Please count the lines in the listing below where the word "bind" appears. Give the number only.

**Listed entries**.
---
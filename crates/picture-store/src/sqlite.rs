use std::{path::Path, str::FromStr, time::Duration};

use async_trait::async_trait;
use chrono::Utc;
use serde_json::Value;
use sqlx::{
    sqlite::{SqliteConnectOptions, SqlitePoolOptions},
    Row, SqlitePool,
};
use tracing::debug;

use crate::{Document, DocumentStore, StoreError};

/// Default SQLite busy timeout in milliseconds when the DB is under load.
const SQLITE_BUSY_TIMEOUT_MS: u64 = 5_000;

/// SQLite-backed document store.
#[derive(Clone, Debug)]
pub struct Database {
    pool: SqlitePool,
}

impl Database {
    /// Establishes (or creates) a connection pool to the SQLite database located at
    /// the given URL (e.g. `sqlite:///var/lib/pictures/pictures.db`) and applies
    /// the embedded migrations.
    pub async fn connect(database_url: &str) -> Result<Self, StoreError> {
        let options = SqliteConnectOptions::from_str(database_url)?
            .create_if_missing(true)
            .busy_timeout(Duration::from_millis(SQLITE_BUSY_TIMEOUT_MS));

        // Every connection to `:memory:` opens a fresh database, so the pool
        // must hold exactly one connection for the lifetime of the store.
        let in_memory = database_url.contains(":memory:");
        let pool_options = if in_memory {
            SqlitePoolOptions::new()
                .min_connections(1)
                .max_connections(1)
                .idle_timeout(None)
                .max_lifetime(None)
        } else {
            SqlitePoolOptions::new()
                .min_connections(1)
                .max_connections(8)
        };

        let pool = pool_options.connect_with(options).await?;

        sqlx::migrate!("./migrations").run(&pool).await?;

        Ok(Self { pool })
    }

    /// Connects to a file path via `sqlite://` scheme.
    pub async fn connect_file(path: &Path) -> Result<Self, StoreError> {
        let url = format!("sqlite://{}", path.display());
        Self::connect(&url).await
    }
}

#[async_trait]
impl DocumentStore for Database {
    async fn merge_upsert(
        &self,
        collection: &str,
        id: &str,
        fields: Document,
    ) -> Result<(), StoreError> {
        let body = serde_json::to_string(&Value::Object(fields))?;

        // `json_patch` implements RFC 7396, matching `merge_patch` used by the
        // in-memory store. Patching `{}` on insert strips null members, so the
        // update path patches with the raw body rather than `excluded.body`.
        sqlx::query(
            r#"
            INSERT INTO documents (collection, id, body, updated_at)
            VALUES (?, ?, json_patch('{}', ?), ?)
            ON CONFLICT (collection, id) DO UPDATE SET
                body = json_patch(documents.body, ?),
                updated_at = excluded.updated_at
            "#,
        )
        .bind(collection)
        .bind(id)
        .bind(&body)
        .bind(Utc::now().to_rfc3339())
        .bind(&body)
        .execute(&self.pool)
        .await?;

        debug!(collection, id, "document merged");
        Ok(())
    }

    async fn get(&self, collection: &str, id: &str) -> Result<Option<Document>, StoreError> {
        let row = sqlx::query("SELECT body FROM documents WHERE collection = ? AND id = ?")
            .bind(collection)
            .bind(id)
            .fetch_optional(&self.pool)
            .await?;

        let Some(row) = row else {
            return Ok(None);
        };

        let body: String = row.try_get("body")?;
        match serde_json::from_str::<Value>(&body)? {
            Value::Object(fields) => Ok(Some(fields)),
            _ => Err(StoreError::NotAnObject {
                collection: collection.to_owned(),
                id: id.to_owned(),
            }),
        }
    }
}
---
**Result of this task**.
7